Key Activities and Projects
BPP assesses risks related to water scarcity from its business unit’s locations, with a reference to the WRI Aqueduct Water Risk Atlas (2019) – a program for categorizing areas with water resource risks, in terms of physical quantity and quality, regulatory & reputational risks, as well as anticipating future risks.
The 2022 assessment using data on areas facing the water shortage risk in the next 20 years, found that all three CHP plants in China, in which BPP has direct management control, are located in the areas with extremely-high risks associated with water resources. As a result, the three CHP plants, have made improvements to reduce the amount of water consumption and water discharges in compliance with the government’s regulations. The power plant’s extensions have also installed a recycling system, making them able to reuse all of their released water. Temple I Gas-fired Power Plant in USA, which assessed its risks associated with water resources for the first year, revealed that the power plant is not exposed to risks related to water scarcity significantly. Temple I, however, has installed the water recycle system at its power production towers. This has enabled the power plant to reduce water consumption in the area, with no water discharged to outside.
As for the joint-venture thermal power plants, namely BLCP Power Plant in Thailand and HPC Power Plant in Lao PDR, it was found BLCP Power Plant has medium-high level risks as the plant is located on the sea. Consequently, BLCP Power Plant has invested in a construction of the desalination plant, producing fresh water and tap water from seawater through the “Reverse Osmosis Seawater Desalination Plant” (ROSDP), with a capacity of 1,000 cubic meters/day. The aim is to alleviate the water shortage crisis in the eastern region, producing sufficient water for the people and farmers. Since 2020, the desalination plant has reduced its fresh water consumption by 100%. HPC Power Plant, though having low level risks associated with water resources, the power plant has managed water sources in the area, namely Nam Leuk and Nam Khan water sources. HPC Power Plant, in collaboration with the experts conducted a study to use models to forecast water balances in the areas, determine indicators for measuring water quantities in various points for surveillance and determining appropriate measures. The sedimentation ponds were constructed within the area to control water quality and to recycle water discharges.

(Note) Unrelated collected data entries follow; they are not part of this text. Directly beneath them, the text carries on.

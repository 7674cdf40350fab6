//! Sparse `x y grains` input.

use std::io::BufRead;

use crate::{
	error::{Error, Result},
	grid::Grid,
	Cell,
};

/// One `x y grains` triple.
#[derive(Debug, Clone, Copy, PartialEq, Eq)]
pub struct Record {
	pub x: i16,
	pub y: i16,
	pub grains: Cell,
}

/// Reads whitespace-separated triples until end of stream.
///
/// Triples may span lines or share one. Any token that isn't a number of
/// the right type, or a trailing incomplete triple, aborts the whole read.
pub fn parse_records<R: BufRead>(reader: R) -> Result<Vec<Record>> {
	let mut records = Vec::new();
	let (mut x, mut y) = (0, 0);
	let mut field = 0;
	for line in reader.lines() {
		let line = line?;
		for token in line.split_whitespace() {
			let record = records.len() + 1;
			match field {
				0 => x = parse_field(record, token)?,
				1 => y = parse_field(record, token)?,
				_ => {
					let grains = parse_field(record, token)?;
					records.push(Record { x, y, grains });
				},
			}
			field = (field + 1) % 3;
		}
	}
	if field != 0 {
		let token = if field == 1 { x } else { y };
		return Err(Error::Parse {
			record: records.len() + 1,
			token: token.to_string(),
			reason: format!("expected 3 fields, got {}", field),
		});
	}
	Ok(records)
}

fn parse_field<T>(record: usize, token: &str) -> Result<T>
where
	T: std::str::FromStr,
	T::Err: std::fmt::Display,
{
	token.parse().map_err(|e: T::Err| Error::Parse {
		record,
		token: token.to_owned(),
		reason: e.to_string(),
	})
}

/// Materializes the minimal grid covering every record.
///
/// Record `(x, y)` lands in cell `(y - min_y, x - min_x)`; a later record
/// for the same coordinates overwrites an earlier one.
pub fn grid_from_records(records: &[Record]) -> Result<Grid<Cell>> {
	let first = records.first().ok_or(Error::EmptyInput)?;
	let (mut min_x, mut max_x, mut min_y, mut max_y) = (first.x, first.x, first.y, first.y);
	for r in records {
		min_x = min_x.min(r.x);
		max_x = max_x.max(r.x);
		min_y = min_y.min(r.y);
		max_y = max_y.max(r.y);
	}
	let width = (i32::from(max_x) - i32::from(min_x) + 1) as usize;
	let height = (i32::from(max_y) - i32::from(min_y) + 1) as usize;
	let mut grid: Grid<Cell> = Grid::zeroed(width, height)?;
	for r in records {
		let row = (i32::from(r.y) - i32::from(min_y)) as usize;
		let col = (i32::from(r.x) - i32::from(min_x)) as usize;
		grid[(row, col)] = r.grains;
	}
	log::debug!("Loaded {} records into a {}x{} grid (origin {}, {})", records.len(), width, height, min_x, min_y);
	Ok(grid)
}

Temple I Gas-fired Power Plant has a 10-acre (approximately 40,000 square meters) water reservoir within the power plant’s area to obtain water recycled from the wastewater treatment plant, serving surrounding communities. This recycled water is the main source of water, reducing wastewater discharges to nearby natural water bodies. It enables the power plant to have enough water for consumption. The cost of recycled water produced is lower than that of groundwater or other water sources.
Temple I Gas-fired Power Plant initially treats the water with a biological methodology through raising fish eating plants and algae as food. Thus, these fish raised help to control the number of algae and the acidity and alkalinity of the water. As a result, it can significantly reduce the amount of chemicals used in water treatment. After that, the water treated is fed into the power plant’s Zero-Liquid Discharge (ZLD) treatment system to meet quality standards. It can be used in the production process of Temple I Power Plant as well.
Through this holistic water management, Temple I Gas-fired Power Plant has sufficient water reserves, and does not discharge its production’s wastewater into the Texas basin.